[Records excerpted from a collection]

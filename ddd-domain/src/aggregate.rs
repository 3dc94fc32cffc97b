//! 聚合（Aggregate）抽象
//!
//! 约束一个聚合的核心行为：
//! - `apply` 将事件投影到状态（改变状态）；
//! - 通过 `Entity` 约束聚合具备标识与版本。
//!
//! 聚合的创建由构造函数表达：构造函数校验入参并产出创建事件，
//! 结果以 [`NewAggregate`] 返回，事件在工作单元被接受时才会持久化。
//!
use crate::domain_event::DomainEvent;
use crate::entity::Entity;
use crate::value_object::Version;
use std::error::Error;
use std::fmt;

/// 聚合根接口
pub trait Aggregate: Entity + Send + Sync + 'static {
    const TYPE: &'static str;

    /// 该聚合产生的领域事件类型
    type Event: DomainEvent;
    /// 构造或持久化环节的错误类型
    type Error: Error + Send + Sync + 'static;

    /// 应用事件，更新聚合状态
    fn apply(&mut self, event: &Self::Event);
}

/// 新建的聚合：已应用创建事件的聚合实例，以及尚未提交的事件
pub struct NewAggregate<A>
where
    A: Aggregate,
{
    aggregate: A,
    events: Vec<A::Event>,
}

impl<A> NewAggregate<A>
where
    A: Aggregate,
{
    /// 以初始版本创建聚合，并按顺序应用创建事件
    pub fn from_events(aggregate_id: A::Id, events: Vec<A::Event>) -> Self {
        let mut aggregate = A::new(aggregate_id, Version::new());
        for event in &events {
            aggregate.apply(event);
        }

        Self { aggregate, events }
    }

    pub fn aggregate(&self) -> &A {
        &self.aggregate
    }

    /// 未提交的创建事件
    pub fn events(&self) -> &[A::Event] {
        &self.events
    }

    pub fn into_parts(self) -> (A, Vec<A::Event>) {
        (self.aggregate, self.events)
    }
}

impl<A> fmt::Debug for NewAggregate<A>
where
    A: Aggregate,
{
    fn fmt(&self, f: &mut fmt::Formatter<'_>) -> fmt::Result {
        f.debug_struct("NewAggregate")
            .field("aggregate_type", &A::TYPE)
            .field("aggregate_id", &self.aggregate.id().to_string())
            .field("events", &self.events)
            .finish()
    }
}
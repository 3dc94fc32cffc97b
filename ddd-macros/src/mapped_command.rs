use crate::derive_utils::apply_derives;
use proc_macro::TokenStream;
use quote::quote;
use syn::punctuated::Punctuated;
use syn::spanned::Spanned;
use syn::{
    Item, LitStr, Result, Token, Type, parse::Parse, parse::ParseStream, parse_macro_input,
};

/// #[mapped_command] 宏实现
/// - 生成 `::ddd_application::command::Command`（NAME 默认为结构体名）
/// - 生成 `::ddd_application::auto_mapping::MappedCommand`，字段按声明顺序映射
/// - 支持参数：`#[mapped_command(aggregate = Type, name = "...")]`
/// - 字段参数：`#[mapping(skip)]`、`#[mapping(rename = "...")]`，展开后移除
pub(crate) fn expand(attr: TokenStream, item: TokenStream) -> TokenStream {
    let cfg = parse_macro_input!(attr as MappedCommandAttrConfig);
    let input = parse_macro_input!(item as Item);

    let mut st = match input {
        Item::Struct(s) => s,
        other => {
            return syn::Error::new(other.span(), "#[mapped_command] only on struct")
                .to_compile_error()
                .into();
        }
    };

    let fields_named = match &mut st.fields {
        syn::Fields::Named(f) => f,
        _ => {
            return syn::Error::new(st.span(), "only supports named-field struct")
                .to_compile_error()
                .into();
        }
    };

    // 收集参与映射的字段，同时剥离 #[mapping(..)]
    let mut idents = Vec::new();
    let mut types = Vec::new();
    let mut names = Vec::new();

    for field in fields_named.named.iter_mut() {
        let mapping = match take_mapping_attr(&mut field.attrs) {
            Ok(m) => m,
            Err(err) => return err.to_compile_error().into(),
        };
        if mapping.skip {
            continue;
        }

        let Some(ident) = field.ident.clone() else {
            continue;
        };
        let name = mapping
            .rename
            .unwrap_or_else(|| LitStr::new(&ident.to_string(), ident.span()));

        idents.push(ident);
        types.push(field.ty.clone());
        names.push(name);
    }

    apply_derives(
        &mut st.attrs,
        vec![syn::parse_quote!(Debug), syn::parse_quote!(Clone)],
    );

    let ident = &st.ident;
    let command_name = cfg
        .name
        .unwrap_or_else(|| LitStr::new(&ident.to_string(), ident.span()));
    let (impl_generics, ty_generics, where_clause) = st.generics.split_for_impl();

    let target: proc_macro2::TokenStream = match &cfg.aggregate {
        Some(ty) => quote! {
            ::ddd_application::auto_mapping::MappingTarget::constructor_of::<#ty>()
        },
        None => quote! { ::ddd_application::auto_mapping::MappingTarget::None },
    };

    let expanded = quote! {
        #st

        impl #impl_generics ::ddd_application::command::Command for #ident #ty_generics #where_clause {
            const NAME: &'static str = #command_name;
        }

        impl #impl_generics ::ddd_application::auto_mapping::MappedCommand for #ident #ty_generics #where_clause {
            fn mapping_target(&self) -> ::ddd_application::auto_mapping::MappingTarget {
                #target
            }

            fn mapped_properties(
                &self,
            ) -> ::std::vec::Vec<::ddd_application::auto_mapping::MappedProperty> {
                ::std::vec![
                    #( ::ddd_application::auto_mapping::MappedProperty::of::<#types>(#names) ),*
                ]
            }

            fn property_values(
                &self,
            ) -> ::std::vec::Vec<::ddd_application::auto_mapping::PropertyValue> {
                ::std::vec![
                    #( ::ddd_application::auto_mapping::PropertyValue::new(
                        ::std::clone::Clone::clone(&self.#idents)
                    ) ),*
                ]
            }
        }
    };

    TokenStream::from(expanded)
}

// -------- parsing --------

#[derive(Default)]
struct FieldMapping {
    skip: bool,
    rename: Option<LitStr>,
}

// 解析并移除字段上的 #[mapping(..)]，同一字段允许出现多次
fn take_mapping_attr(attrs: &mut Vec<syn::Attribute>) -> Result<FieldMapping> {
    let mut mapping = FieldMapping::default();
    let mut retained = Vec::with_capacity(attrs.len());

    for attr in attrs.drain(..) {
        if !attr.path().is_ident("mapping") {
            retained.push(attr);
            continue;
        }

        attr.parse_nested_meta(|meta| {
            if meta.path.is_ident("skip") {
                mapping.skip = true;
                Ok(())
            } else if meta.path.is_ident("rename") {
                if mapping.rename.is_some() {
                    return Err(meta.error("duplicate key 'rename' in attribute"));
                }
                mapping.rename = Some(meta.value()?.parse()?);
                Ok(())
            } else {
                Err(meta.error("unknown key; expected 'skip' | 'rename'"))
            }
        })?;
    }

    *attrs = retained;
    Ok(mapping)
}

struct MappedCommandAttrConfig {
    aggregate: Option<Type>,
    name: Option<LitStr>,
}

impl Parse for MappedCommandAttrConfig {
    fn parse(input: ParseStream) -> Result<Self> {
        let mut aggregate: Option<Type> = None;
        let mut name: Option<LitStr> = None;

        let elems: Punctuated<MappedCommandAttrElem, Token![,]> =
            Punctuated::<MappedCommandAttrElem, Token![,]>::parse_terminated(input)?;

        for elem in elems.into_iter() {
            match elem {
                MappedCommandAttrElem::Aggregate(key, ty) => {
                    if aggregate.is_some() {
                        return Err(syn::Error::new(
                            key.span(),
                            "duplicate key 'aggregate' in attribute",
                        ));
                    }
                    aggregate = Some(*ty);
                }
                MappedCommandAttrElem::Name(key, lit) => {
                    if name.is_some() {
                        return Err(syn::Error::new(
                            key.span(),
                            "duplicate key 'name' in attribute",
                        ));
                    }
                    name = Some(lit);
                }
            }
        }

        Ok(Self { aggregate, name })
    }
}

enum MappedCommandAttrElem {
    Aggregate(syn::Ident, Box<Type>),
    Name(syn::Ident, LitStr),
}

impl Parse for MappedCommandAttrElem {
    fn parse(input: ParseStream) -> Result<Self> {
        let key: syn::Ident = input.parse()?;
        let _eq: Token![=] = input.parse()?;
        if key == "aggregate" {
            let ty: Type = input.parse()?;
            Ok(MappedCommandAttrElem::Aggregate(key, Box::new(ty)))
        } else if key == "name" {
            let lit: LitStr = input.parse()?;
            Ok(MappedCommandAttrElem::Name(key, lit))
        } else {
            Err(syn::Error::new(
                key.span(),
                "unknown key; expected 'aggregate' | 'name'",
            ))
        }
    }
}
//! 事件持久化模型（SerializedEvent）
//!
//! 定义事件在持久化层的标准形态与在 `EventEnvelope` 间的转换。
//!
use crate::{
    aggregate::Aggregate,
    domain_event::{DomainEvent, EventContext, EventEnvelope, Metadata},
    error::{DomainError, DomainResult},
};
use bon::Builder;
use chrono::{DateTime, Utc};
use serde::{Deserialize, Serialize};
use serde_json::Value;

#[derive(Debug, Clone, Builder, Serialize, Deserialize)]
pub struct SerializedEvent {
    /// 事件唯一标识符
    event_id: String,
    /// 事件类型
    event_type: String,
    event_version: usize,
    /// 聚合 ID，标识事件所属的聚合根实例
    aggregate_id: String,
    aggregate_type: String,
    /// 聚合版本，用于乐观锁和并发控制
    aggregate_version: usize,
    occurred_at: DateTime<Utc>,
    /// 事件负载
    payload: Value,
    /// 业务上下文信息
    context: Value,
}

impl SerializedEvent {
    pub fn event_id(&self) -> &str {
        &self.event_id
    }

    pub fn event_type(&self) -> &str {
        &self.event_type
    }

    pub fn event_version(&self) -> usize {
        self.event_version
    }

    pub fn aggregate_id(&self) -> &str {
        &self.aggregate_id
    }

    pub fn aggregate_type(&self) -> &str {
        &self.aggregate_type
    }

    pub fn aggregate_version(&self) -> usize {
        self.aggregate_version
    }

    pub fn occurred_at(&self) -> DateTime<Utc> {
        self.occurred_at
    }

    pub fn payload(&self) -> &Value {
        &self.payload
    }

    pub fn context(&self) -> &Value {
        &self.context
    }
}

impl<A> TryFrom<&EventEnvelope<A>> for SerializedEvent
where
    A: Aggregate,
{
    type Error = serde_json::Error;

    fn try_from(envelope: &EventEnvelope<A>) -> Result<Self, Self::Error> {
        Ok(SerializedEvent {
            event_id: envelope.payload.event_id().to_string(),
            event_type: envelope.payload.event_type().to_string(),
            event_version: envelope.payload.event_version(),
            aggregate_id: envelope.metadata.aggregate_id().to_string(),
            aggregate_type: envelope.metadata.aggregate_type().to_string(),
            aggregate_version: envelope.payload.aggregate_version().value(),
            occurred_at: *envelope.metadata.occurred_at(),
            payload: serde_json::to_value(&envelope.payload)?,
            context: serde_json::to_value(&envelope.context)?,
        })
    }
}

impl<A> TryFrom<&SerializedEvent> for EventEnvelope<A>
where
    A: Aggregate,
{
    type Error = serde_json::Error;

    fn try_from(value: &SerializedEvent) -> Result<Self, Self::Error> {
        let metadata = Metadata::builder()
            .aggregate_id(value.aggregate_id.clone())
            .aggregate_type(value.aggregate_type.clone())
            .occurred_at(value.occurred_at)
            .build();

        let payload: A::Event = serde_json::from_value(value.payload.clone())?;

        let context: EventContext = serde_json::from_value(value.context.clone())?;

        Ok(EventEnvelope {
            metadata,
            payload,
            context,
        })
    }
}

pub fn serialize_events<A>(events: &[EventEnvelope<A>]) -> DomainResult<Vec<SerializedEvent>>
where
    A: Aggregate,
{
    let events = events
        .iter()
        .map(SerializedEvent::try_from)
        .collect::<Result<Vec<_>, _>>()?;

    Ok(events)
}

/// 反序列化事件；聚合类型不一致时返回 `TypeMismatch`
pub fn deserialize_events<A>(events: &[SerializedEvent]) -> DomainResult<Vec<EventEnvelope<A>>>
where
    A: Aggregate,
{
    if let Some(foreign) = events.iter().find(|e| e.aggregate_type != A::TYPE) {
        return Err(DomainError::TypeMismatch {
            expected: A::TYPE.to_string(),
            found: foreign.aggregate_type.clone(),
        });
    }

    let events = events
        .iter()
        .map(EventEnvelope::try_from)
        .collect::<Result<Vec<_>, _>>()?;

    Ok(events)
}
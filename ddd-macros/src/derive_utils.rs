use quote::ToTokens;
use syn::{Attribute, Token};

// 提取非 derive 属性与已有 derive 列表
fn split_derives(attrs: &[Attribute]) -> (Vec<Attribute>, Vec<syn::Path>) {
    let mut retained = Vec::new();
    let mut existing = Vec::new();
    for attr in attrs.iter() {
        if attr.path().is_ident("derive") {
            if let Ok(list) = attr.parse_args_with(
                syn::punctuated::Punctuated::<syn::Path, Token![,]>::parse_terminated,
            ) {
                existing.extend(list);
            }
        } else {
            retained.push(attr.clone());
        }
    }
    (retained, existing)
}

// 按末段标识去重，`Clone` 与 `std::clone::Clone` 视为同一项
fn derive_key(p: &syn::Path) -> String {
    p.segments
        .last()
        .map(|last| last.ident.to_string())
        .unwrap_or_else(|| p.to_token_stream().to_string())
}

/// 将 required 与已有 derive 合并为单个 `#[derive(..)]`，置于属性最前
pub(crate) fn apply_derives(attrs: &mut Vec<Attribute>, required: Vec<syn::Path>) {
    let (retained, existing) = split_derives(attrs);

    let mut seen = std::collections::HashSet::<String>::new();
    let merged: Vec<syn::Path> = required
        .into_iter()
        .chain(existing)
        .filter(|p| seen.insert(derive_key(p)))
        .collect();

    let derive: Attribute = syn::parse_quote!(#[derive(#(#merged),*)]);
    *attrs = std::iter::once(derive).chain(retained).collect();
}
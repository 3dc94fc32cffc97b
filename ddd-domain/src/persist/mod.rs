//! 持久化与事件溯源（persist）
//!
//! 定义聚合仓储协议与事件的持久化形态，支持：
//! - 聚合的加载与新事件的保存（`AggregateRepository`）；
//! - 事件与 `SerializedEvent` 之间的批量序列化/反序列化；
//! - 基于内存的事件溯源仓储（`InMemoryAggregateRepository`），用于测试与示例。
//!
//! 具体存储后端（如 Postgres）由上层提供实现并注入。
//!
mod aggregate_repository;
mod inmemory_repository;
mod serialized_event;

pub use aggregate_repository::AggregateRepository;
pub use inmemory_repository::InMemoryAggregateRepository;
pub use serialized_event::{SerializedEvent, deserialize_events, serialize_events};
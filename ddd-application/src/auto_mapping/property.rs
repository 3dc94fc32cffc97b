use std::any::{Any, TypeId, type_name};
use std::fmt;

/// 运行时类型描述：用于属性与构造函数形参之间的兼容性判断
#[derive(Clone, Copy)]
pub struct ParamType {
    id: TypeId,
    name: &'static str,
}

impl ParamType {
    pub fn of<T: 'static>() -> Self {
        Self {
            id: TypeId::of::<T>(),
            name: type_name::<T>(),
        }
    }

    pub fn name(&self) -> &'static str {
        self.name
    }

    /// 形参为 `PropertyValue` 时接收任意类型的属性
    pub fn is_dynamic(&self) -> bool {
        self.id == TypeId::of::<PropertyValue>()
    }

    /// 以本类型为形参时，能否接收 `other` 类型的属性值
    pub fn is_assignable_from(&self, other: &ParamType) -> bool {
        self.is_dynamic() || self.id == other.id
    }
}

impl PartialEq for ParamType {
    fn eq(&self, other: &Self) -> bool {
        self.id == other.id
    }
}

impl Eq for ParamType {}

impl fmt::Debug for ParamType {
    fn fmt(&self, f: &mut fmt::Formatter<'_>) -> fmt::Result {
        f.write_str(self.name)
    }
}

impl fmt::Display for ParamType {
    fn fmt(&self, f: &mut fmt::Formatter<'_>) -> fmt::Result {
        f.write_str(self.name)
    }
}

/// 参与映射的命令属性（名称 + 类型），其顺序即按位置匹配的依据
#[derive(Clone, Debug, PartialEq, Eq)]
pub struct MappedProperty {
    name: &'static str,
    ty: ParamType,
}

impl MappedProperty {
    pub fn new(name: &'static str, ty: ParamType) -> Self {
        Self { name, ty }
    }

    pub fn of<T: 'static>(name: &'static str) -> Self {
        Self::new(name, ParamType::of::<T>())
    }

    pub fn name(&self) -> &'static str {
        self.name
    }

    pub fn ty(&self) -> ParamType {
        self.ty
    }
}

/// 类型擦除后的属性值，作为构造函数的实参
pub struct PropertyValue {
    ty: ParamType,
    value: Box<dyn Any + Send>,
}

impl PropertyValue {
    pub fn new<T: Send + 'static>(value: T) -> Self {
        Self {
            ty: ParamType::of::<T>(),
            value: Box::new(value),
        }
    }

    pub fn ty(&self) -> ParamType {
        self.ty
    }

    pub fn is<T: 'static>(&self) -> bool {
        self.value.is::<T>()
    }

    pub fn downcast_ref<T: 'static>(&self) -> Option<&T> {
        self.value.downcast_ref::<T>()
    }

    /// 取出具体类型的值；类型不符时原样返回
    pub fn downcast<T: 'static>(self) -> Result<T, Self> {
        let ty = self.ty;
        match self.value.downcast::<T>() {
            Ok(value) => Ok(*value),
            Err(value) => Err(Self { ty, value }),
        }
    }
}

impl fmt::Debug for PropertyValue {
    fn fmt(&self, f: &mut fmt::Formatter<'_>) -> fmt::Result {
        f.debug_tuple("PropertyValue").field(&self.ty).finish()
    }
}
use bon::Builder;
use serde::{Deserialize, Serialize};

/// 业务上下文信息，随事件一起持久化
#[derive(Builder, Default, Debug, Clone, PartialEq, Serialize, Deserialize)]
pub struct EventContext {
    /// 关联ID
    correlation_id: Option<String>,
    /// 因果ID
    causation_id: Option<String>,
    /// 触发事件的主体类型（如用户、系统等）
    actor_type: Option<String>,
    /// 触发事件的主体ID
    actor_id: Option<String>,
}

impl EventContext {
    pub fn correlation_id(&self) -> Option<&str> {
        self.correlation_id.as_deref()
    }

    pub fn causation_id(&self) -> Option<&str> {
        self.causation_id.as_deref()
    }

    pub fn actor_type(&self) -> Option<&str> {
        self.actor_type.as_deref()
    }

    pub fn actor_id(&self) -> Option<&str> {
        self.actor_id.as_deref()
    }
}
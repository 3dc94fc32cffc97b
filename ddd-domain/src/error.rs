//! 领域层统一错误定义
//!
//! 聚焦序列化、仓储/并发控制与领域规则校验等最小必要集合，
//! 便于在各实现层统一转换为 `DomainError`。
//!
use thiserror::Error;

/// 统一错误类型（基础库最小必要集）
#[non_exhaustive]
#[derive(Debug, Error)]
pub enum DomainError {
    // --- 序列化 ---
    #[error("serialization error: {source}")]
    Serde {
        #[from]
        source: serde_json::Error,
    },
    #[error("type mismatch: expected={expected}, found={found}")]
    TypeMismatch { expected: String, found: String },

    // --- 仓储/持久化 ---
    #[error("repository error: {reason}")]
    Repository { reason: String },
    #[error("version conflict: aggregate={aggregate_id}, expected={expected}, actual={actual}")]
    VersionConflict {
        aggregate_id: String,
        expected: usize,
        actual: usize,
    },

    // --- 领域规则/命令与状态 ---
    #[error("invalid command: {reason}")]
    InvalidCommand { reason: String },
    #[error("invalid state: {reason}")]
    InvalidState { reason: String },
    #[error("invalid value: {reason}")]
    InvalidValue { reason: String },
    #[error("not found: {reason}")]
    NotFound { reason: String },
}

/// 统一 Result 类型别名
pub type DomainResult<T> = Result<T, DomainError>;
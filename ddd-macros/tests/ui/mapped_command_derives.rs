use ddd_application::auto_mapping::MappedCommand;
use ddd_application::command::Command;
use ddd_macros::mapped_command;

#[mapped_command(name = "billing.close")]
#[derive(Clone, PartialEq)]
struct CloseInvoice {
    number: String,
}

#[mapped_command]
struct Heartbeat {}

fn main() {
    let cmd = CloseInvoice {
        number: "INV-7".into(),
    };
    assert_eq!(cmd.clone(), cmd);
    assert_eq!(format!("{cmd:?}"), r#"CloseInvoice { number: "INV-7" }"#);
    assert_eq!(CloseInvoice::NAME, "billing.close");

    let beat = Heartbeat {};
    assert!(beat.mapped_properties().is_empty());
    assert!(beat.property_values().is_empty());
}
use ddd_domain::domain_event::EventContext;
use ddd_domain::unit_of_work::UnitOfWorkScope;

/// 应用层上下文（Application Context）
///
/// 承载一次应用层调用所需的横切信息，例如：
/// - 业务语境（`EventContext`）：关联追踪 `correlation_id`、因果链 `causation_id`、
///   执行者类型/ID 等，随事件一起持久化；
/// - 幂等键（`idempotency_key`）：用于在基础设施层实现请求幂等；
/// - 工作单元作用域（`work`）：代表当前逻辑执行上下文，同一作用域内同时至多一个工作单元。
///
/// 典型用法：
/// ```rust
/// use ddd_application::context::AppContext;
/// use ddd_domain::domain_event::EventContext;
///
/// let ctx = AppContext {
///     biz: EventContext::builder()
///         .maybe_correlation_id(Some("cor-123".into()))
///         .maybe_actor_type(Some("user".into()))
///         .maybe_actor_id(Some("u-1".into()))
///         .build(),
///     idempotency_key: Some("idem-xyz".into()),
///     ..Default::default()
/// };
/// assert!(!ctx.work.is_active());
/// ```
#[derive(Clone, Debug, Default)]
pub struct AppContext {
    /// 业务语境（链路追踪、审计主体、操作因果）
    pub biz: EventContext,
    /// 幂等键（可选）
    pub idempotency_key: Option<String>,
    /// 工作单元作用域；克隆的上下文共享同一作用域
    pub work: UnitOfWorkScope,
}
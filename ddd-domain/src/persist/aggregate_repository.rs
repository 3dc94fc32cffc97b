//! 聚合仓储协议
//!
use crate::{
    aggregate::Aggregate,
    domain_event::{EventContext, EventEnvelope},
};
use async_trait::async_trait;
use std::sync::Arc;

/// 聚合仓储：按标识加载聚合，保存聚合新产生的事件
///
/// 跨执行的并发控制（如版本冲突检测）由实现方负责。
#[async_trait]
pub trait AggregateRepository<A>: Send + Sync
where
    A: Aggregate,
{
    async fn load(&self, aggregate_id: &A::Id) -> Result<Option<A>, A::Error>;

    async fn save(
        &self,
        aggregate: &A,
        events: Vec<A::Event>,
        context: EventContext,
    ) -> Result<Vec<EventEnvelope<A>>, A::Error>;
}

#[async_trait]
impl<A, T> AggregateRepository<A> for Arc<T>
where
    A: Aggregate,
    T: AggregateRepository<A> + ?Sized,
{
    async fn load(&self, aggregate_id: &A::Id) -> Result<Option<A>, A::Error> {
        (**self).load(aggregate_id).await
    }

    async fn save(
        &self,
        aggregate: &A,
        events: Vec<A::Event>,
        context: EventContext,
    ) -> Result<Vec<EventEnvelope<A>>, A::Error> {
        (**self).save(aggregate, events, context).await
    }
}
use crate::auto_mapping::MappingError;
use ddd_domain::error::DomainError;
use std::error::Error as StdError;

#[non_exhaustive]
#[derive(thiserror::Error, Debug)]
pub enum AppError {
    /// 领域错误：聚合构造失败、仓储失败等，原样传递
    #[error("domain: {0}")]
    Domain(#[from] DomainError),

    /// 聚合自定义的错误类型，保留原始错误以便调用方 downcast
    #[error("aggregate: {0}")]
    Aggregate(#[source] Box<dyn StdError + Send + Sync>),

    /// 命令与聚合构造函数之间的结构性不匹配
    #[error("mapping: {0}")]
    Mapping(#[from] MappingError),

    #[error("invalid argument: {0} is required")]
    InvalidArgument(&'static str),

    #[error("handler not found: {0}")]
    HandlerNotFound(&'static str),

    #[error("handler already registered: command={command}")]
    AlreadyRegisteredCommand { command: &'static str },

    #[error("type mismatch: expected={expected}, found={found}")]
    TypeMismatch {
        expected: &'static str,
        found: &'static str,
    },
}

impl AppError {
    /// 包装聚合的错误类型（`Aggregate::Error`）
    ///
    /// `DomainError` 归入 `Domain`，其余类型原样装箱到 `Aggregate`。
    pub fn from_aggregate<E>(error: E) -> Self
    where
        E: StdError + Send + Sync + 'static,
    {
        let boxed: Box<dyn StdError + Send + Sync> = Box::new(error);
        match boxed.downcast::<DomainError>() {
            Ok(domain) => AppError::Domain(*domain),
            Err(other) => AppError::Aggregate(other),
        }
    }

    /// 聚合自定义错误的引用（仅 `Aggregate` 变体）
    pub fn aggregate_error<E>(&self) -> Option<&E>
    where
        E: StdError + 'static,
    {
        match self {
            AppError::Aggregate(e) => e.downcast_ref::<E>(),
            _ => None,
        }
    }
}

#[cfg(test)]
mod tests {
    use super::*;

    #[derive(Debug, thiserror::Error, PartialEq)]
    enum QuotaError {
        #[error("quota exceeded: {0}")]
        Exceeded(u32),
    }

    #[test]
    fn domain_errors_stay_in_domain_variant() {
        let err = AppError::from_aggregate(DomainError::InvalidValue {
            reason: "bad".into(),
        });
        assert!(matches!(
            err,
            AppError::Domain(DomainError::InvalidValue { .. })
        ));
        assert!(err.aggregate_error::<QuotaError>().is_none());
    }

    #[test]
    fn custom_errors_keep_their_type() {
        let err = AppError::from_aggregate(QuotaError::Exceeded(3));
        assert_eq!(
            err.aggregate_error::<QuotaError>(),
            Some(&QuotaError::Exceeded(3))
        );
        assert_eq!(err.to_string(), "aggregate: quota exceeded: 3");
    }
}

● **TASK TO COMPLETE**:
Go line by line through the records and copy those that contain the word "MappingTarget".

● **RESPONSE FOR THIS EXERCISE**:
            ::ddd_application::auto_mapping::MappingTarget::constructor_of::<#ty>()
        None => quote! { ::ddd_application::auto_mapping::MappingTarget::None },
            fn mapping_target(&self) -> ::ddd_application::auto_mapping::MappingTarget {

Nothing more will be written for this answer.